In any case, I believe the authors should explore some additional BiSSE models. In particular, I think the most relevant model comparisons are between (lambda_1 != lambda_0, mu_1 == mu_0, q_01 != q_10) and (lambda_1 == lambda_0, mu_1 == mu_0, q_01 != q_10). Because the "true" transition model is unclear, the authors might also compare (lambda_1 != lambda_0, mu_1 == mu_0, q_01 == q_10) and (lambda_1 == lambda_0, mu_1 == mu_0, q_01 == q_10). I would be surprised if these comparisons made much of a difference, but it feels odd to base the performance on two "false" models that assume the extinction rates for each state are unequal (mu_1 != mu_0).
Again, I find the use of "expected" (line 203) to be a bit confusing. The authors should simply call this the "true" asymmetry. For the asymmetry experiments, I also think that the authors should be computing relative error (as they do for their tip-ratio experiments) or percentage error for the asymmetry, which will make systematic patterns in the bias more obvious.
I have no real concerns about the authors' interpretations of their results.
This manuscript has improved substantially from the initial version. The research is well-motivated and timely, and will help a broad range of consumers of these popular methods interpret their results. However, I have a few (minor) outstanding concerns.
I would like to see the authors provide more explicit details about the simulation design and improve the clarity of their figures. There are a few remaining concerns with the data analysis section, relating to the definition of power and the choice of BiSSE models to compare. I provide more details for my concerns in the basic reporting and validity sections of my review.
Firstly, apologies for the time taken, it took us some time to find reviewers. In the end, we only found one. However, since this review seems informed and is very useful, I have decided to press on based on this review and my own reading.
The key point raised by the reviewer is that simulations mean little unless they are tied better to the assumptions of what they are exploring, in this case certain analytical approaches for studying speciation rates. My feeling is that this is an important point but perhaps reflects shortcomings in the way the paper is organised. To me, too much of the introduction focuses on how various programs are able to make inferences about how traits influence the rate of speciation when in fact the simulations and analysis presented in the paper seem to focus entirely on the inference of speciation rate.
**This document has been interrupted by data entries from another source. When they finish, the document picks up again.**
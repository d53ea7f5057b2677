//! # Sync Orchestration
//!
//! `DocSync` drives a whole run: it makes sure the steering directory exists,
//! then for every doc source, in configuration order,
//!
//! 1.  fetches a shallow [`Snapshot`](crate::repository::Snapshot),
//! 2.  resolves and copies the source's patterns from it,
//! 3.  releases the snapshot,
//!
//! and finally folds the per-source outcomes into a [`SyncReport`].
//!
//! The run is best-effort. A source that cannot be fetched contributes one
//! error and the next source is processed as usual; pattern and copy
//! failures are collected the same way. Only a steering directory that
//! cannot be created stops the run before any fetch.

use std::fs;
use std::path::{Path, PathBuf};

use log::{info, warn};

use crate::config::{DocSource, SyncConfig};
use crate::copier::{resolve_and_copy, OverwritePolicy, SyncOutcome};
use crate::defaults;
use crate::prompt::Confirm;
use crate::repository::RepositoryFetcher;

/// Final result of a sync run.
#[derive(Debug, Clone, PartialEq, Eq)]
pub struct SyncReport {
    /// `true` iff no errors were recorded.
    pub success: bool,
    /// One-line summary.
    pub message: String,
    /// Synced patterns across all sources, in order.
    pub synced: Vec<String>,
    /// `None` when there were no errors.
    pub errors: Option<Vec<String>>,
}

impl SyncReport {
    fn completed(outcome: SyncOutcome) -> Self {
        let mut message = format!("Sync completed. {} files synced", outcome.synced.len());
        if !outcome.errors.is_empty() {
            message.push_str(&format!(", {} errors", outcome.errors.len()));
        }

        Self {
            success: outcome.errors.is_empty(),
            message,
            synced: outcome.synced,
            errors: if outcome.errors.is_empty() {
                None
            } else {
                Some(outcome.errors)
            },
        }
    }

    fn failed(reason: String) -> Self {
        Self {
            success: false,
            message: format!("Sync failed: {}", reason),
            synced: Vec::new(),
            errors: Some(vec![reason]),
        }
    }

    /// Errors as a slice, empty when there were none.
    pub fn error_list(&self) -> &[String] {
        self.errors.as_deref().unwrap_or(&[])
    }
}

/// Syncs configured doc sources into a project's steering directory.
pub struct DocSync {
    steering_dir: PathBuf,
    interactive: bool,
    fetcher: RepositoryFetcher,
}

impl DocSync {
    /// A sync for `project_root` using the system `git`.
    pub fn new(project_root: &Path, interactive: bool) -> Self {
        Self::with_fetcher(project_root, interactive, RepositoryFetcher::new())
    }

    /// A sync using a custom fetcher (e.g. one backed by fake git operations).
    pub fn with_fetcher(project_root: &Path, interactive: bool, fetcher: RepositoryFetcher) -> Self {
        Self {
            steering_dir: defaults::steering_dir(project_root),
            interactive,
            fetcher,
        }
    }

    /// Directory every synced file is written to.
    pub fn steering_dir(&self) -> &Path {
        &self.steering_dir
    }

    /// Run the sync for every doc source in `config`.
    ///
    /// `prompt` is only asked when `sync_override` is off and the sync is
    /// interactive.
    pub fn sync(&self, config: &SyncConfig, prompt: &mut dyn Confirm) -> SyncReport {
        if let Err(e) = self.ensure_steering_dir() {
            return SyncReport::failed(e.to_string());
        }

        let policy = OverwritePolicy::from_flags(config.sync_override(), self.interactive);
        let mut total = SyncOutcome::default();

        for source in &config.docs {
            total.extend(self.sync_source(source, policy, prompt));
        }

        SyncReport::completed(total)
    }

    fn sync_source(
        &self,
        source: &DocSource,
        policy: OverwritePolicy,
        prompt: &mut dyn Confirm,
    ) -> SyncOutcome {
        let snapshot = match self.fetcher.fetch(source) {
            Ok(snapshot) => snapshot,
            Err(e) => {
                warn!("✗ Git sync failed for {}: {}", source.git, e);
                return SyncOutcome {
                    errors: vec![format!("Git sync failed for {}: {}", source.git, e)],
                    ..SyncOutcome::default()
                };
            }
        };

        let outcome = resolve_and_copy(
            snapshot.path(),
            &source.steering,
            &self.steering_dir,
            policy,
            prompt,
        );

        if let Err(e) = snapshot.release() {
            warn!("Failed to remove snapshot of {}: {}", source.git, e);
        }

        outcome
    }

    fn ensure_steering_dir(&self) -> std::io::Result<()> {
        if !self.steering_dir.is_dir() {
            fs::create_dir_all(&self.steering_dir)?;
            info!("Created directory: {}", self.steering_dir.display());
        }
        Ok(())
    }
}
To make the paper both more cohesive and publishable, I suggest reorganisation. The introduction needs to be written from the standpoint that it is useful to know how speciation rate changes and, underpinning this, is an ability to infer speciation rates from phylogenies. A brief section is then needed to explain why the inference of changes in speciation rate is apparently so difficult. You then need to explain that several programs exist that aim to do this as part of more extensive analyses of trait evolution. The reader needs to see what assumptions each package makes, its basic approach and what input format the data are given (for example, is the input a tree with node error bars, sequence data from which the tree is constructed or a fixed ‘known’ tree without errors, or something else?).
The above introduction sets the scene for an exploration of the power of each algorithm to detect changes in rate of speciation (sudden or gradual?), and aspects of the speciation process that impact this power. As far as I can see, this would negate the main issue seen by the Referee because the key question is simple: how is variation in branching rate best detected. The Referee also makes a lot of useful suggestions, most of which are sensible and therefore should be addressed.
This manuscript is generally well organized and logically structured, the figures are high quality and very clear, and the manuscript generally fulfills basic reporting. I have only a few very minor concerns here:
1. The supplementary data archive is very thorough, and seems sufficient to recreate all of the major results. However, the code for simulating trees is relatively undocumented and difficult to interpret. You should provide more detail about the logic and details of this simulation in the code and manuscript (I will return to this point in the Experimental Design section). Additionally, a README file in the FigShare archive would help readers understand the workflow of the simulation and analysis, and would facilitate transparency and replication.
2. On line 29, you seem to attribute the "advent of phylogenetics" solely to Hennig 1965 (presumably you mean "phylogenetic inference", as the concept of phylogeny itself has much deeper historical roots). Certainly phylogenetic inference has a complicated origin, but if you are going to cite specific works then it would be reasonable to cite Edwards + Cavalli-Sforza 1963, Sokal + Sneath 1963, Camin + Sokal 1965, among others, as early examples of phylogenetic inference per se.
3. I disagree with your citation and interpretation of Hartmann, Wong, and Stadler (2010) on line 125. This misinterpretation underlies a more serious conceptual issue with the experimental design, so I will go into more detail on this concern in that section.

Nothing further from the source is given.